• _Required work_:
Please transcribe the data that follows exactly, from its first line through the line that contains "a predicate expression.".

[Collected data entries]
//! Restricted expression grammar for leaf predicates.
//!
//! `LambdaPredicate` conditions carry their logic as source text in a small
//! boolean dialect: comparisons between a dot-separated property path and a
//! literal, combined with `&&`, `||`, `!`, and parentheses.
//!
//! ```text
//! Age >= 18 && (Country == "UK" || Country == "IE") && !Blocked == true
//! ```
//!
//! The compiled form evaluates against the JSON snapshot of a data context.
//! Evaluation is total: a missing property or a comparison between
//! incompatible types is simply false, never an error. The engine itself
//! only ever calls the compiled callable; how a predicate was produced is
//! the compiler's concern.

use std::sync::Arc;

use serde_json::Value;
use winnow::combinator::{alt, cut_err, delimited, opt, preceded, repeat};
use winnow::error::{ErrMode, ModalResult, StrContext, StrContextValue};
use winnow::prelude::*;
use winnow::token::{any, take_while};

use crate::error::RuleError;
use crate::message::lookup_path;

/// Comparison operators usable in a predicate expression.
#[derive(Debug, Clone, Copy, PartialEq, Eq)]
pub enum CompareOp {
    Eq,
    Neq,
    Gt,
    Gte,
    Lt,
    Lte,
}

/// Literal operand of a comparison.
#[derive(Debug, Clone, PartialEq)]
pub enum Literal {
    Str(String),
    Int(i64),
    Float(f64),
    Bool(bool),
}

/// Parsed expression tree.
#[derive(Debug, Clone, PartialEq)]
pub enum BoolExpr {
    Compare {
        path: String,
        op: CompareOp,
        value: Literal,
    },
    And(Box<BoolExpr>, Box<BoolExpr>),
    Or(Box<BoolExpr>, Box<BoolExpr>),
    Not(Box<BoolExpr>),
}

impl BoolExpr {
    /// Evaluate against a JSON data snapshot.
    pub fn evaluate(&self, data: &Value) -> bool {
        match self {
            BoolExpr::Compare { path, op, value } => lookup_path(data, path)
                .map(|actual| compare(actual, *op, value))
                .unwrap_or(false),
            BoolExpr::And(l, r) => l.evaluate(data) && r.evaluate(data),
            BoolExpr::Or(l, r) => l.evaluate(data) || r.evaluate(data),
            BoolExpr::Not(inner) => !inner.evaluate(data),
        }
    }
}

fn as_f64(value: &Value) -> Option<f64> {
    value.as_f64()
}

fn literal_as_f64(literal: &Literal) -> Option<f64> {
    match literal {
        Literal::Int(i) => Some(*i as f64),
        Literal::Float(f) => Some(*f),
        _ => None,
    }
}

fn equals(actual: &Value, expected: &Literal) -> bool {
    // Numeric comparison goes through f64 so 100 == 100.0 holds.
    if let (Some(a), Some(b)) = (as_f64(actual), literal_as_f64(expected)) {
        return (a - b).abs() < f64::EPSILON;
    }
    match (actual, expected) {
        (Value::String(a), Literal::Str(b)) => a == b,
        (Value::Bool(a), Literal::Bool(b)) => a == b,
        _ => false,
    }
}

fn compare(actual: &Value, op: CompareOp, expected: &Literal) -> bool {
    match op {
        CompareOp::Eq => equals(actual, expected),
        CompareOp::Neq => !equals(actual, expected),
        CompareOp::Gt | CompareOp::Gte | CompareOp::Lt | CompareOp::Lte => {
            if let (Some(a), Some(b)) = (as_f64(actual), literal_as_f64(expected)) {
                return ordered(a.partial_cmp(&b), op);
            }
            if let (Value::String(a), Literal::Str(b)) = (actual, expected) {
                return ordered(Some(a.as_str().cmp(b.as_str())), op);
            }
            false
        }
    }
}

fn ordered(ordering: Option<std::cmp::Ordering>, op: CompareOp) -> bool {
    use std::cmp::Ordering::*;
    match (ordering, op) {
        (Some(Greater), CompareOp::Gt | CompareOp::Gte) => true,
        (Some(Less), CompareOp::Lt | CompareOp::Lte) => true,
        (Some(Equal), CompareOp::Gte | CompareOp::Lte) => true,
        _ => false,
    }
}

// -- Grammar ----------------------------------------------------------------

fn ws(input: &mut &str) -> ModalResult<()> {
    let _: () = repeat(
        0..,
        take_while(1.., |c: char| c.is_ascii_whitespace()).void(),
    )
    .parse_next(input)?;
    Ok(())
}

fn path<'i>(input: &mut &'i str) -> ModalResult<&'i str> {
    (
        take_while(1.., |c: char| c.is_ascii_alphabetic() || c == '_'),
        take_while(0.., |c: char| {
            c.is_ascii_alphanumeric() || c == '_' || c == '.'
        }),
    )
        .take()
        .parse_next(input)
}

fn string_literal(input: &mut &str) -> ModalResult<String> {
    '"'.parse_next(input)?;
    let mut s = String::new();
    loop {
        let ch = any.parse_next(input)?;
        match ch {
            '"' => return Ok(s),
            '\\' => {
                let esc = any.parse_next(input)?;
                match esc {
                    '"' => s.push('"'),
                    '\\' => s.push('\\'),
                    'n' => s.push('\n'),
                    't' => s.push('\t'),
                    other => {
                        s.push('\\');
                        s.push(other);
                    }
                }
            }
            c => s.push(c),
        }
    }
}

fn number_literal(input: &mut &str) -> ModalResult<Literal> {
    let text = (
        opt('-'),
        take_while(1.., |c: char| c.is_ascii_digit() || c == '.'),
    )
        .take()
        .parse_next(input)?;
    if text.contains('.') {
        text.parse::<f64>()
            .map(Literal::Float)
            .map_err(|_| ErrMode::from_input(input).cut())
    } else {
        text.parse::<i64>()
            .map(Literal::Int)
            .map_err(|_| ErrMode::from_input(input).cut())
    }
}

fn literal(input: &mut &str) -> ModalResult<Literal> {
    ws.parse_next(input)?;
    alt((
        string_literal.map(Literal::Str),
        "true".value(Literal::Bool(true)),
        "false".value(Literal::Bool(false)),
        number_literal,
    ))
    .context(StrContext::Expected(StrContextValue::Description("literal")))
    .parse_next(input)
}

fn compare_op(input: &mut &str) -> ModalResult<CompareOp> {
    ws.parse_next(input)?;
    alt((
        ">=".value(CompareOp::Gte),
        ">".value(CompareOp::Gt),
        "<=".value(CompareOp::Lte),
        "<".value(CompareOp::Lt),
        "==".value(CompareOp::Eq),
        "!=".value(CompareOp::Neq),
    ))
    .parse_next(input)
}

fn comparison(input: &mut &str) -> ModalResult<BoolExpr> {
    let field = path.parse_next(input)?;
    let op = compare_op.parse_next(input)?;
    let value = cut_err(literal).parse_next(input)?;
    Ok(BoolExpr::Compare {
        path: field.to_owned(),
        op,
        value,
    })
}

fn primary(input: &mut &str) -> ModalResult<BoolExpr> {
    ws.parse_next(input)?;
    alt((delimited('(', expr, (ws, ')')), comparison))
        .context(StrContext::Expected(StrContextValue::Description(
            "comparison or group",
        )))
        .parse_next(input)
}

fn unary(input: &mut &str) -> ModalResult<BoolExpr> {
    ws.parse_next(input)?;
    if opt('!').parse_next(input)?.is_some() {
        let inner = cut_err(unary).parse_next(input)?;
        Ok(BoolExpr::Not(Box::new(inner)))
    } else {
        primary(input)
    }
}

fn and_expr(input: &mut &str) -> ModalResult<BoolExpr> {
    let first = unary(input)?;
    let rest: Vec<BoolExpr> =
        repeat(0.., preceded((ws, "&&"), cut_err(unary))).parse_next(input)?;
    Ok(rest
        .into_iter()
        .fold(first, |acc, r| BoolExpr::And(Box::new(acc), Box::new(r))))
}

fn or_expr(input: &mut &str) -> ModalResult<BoolExpr> {
    let first = and_expr(input)?;
    let rest: Vec<BoolExpr> =
        repeat(0.., preceded((ws, "||"), cut_err(and_expr))).parse_next(input)?;
    Ok(rest
        .into_iter()
        .fold(first, |acc, r| BoolExpr::Or(Box::new(acc), Box::new(r))))
}

fn expr(input: &mut &str) -> ModalResult<BoolExpr> {
    ws.parse_next(input)?;
    or_expr(input)
}

// -- Compiler ---------------------------------------------------------------

/// A predicate compiled from expression source, evaluated against a JSON
/// data snapshot.
#[derive(Clone)]
pub struct CompiledPredicate {
    expr: Arc<BoolExpr>,
    source: String,
}

impl CompiledPredicate {
    /// The source text this predicate was compiled from.
    pub fn source(&self) -> &str {
        &self.source
    }

    /// Run the predicate. Total: unresolvable paths and incompatible
    /// comparisons are false.
    pub fn evaluate(&self, data: &Value) -> bool {
        self.expr.evaluate(data)
    }
}

impl std::fmt::Debug for CompiledPredicate {
    fn fmt(&self, f: &mut std::fmt::Formatter<'_>) -> std::fmt::Result {
        f.debug_struct("CompiledPredicate")
            .field("source", &self.source)
            .finish()
    }
}

/// Turns predicate source text into a compiled callable.
///
/// The evaluation core never depends on how a predicate was compiled; leaf
/// construction and transport decode go through this seam so hosts can plug
/// in their own dialect.
pub trait PredicateCompiler: Send + Sync {
    /// Compile source text, failing on a syntax error.
    fn compile(&self, source: &str) -> Result<CompiledPredicate, RuleError>;
}

/// Default compiler for the built-in expression dialect.
#[derive(Debug, Clone, Copy, Default)]
pub struct ExpressionCompiler;

impl PredicateCompiler for ExpressionCompiler {
    fn compile(&self, source: &str) -> Result<CompiledPredicate, RuleError> {
        let parsed = delimited(ws, expr, ws)
            .parse(source)
            .map_err(|e| RuleError::Expression(e.to_string()))?;
        Ok(CompiledPredicate {
            expr: Arc::new(parsed),
            source: source.to_string(),
        })
    }
}

#[cfg(test)]
mod tests {
    use super::*;
    use serde_json::json;

    fn compile(source: &str) -> CompiledPredicate {
        ExpressionCompiler.compile(source).unwrap()
    }

    #[test]
    fn test_comparison_operators() {
        let data = json!({"age": 21});
        for (source, expected) in [
            ("age == 21", true),
            ("age != 21", false),
            ("age > 20", true),
            ("age >= 21", true),
            ("age < 21", false),
            ("age <= 21", true),
        ] {
            assert_eq!(compile(source).evaluate(&data), expected, "{source}");
        }
    }

    #[test]
    fn test_string_and_bool_literals() {
        let data = json!({"country": "UK", "blocked": false});
        assert!(compile(r#"country == "UK""#).evaluate(&data));
        assert!(compile(r#"country != "FR""#).evaluate(&data));
        assert!(compile("blocked == false").evaluate(&data));
        assert!(compile("!blocked == true").evaluate(&data));
    }

    #[test]
    fn test_numeric_coercion() {
        let data = json!({"total": 100});
        assert!(compile("total == 100.0").evaluate(&data));
        assert!(compile("total >= 99.5").evaluate(&data));
    }

    #[test]
    fn test_nested_paths() {
        let data = json!({"address": {"city": "London"}});
        assert!(compile(r#"address.city == "London""#).evaluate(&data));
    }

    #[test]
    fn test_boolean_combinators_and_precedence() {
        let data = json!({"a": 1, "b": 2, "c": 3});
        // && binds tighter than ||.
        assert!(compile("a == 9 || b == 2 && c == 3").evaluate(&data));
        assert!(!compile("(a == 9 || b == 2) && c == 9").evaluate(&data));
        assert!(compile("!(a == 9) && c == 3").evaluate(&data));
    }

    #[test]
    fn test_missing_property_is_false() {
        let data = json!({"age": 21});
        assert!(!compile("height > 100").evaluate(&data));
        // And through negation it is observable again.
        assert!(compile("!(height > 100)").evaluate(&data));
    }

    #[test]
    fn test_incompatible_types_are_false() {
        let data = json!({"age": "twenty"});
        assert!(!compile("age > 18").evaluate(&data));
        assert!(!compile("age == 18").evaluate(&data));
    }

    #[test]
    fn test_negative_numbers() {
        let data = json!({"balance": -5});
        assert!(compile("balance == -5").evaluate(&data));
        assert!(compile("balance < 0").evaluate(&data));
    }

    #[test]
    fn test_syntax_error_fails_compile() {
        assert!(ExpressionCompiler.compile("age >=").is_err());
        assert!(ExpressionCompiler.compile("&& age == 1").is_err());
        assert!(ExpressionCompiler.compile("age == 1 garbage").is_err());
    }
}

• _Task answer_:
//! Restricted expression grammar for leaf predicates.
//!
//! `LambdaPredicate` conditions carry their logic as source text in a small
//! boolean dialect: comparisons between a dot-separated property path and a
//! literal, combined with `&&`, `||`, `!`, and parentheses.
//!
//! ```text
//! Age >= 18 && (Country == "UK" || Country == "IE") && !Blocked == true
//! ```
//!
//! The compiled form evaluates against the JSON snapshot of a data context.
//! Evaluation is total: a missing property or a comparison between
//! incompatible types is simply false, never an error. The engine itself
//! only ever calls the compiled callable; how a predicate was produced is
//! the compiler's concern.

use std::sync::Arc;

use serde_json::Value;
use winnow::combinator::{alt, cut_err, delimited, opt, preceded, repeat};
use winnow::error::{ErrMode, ModalResult, StrContext, StrContextValue};
use winnow::prelude::*;
use winnow::token::{any, take_while};

use crate::error::RuleError;
use crate::message::lookup_path;

/// Comparison operators usable in a predicate expression.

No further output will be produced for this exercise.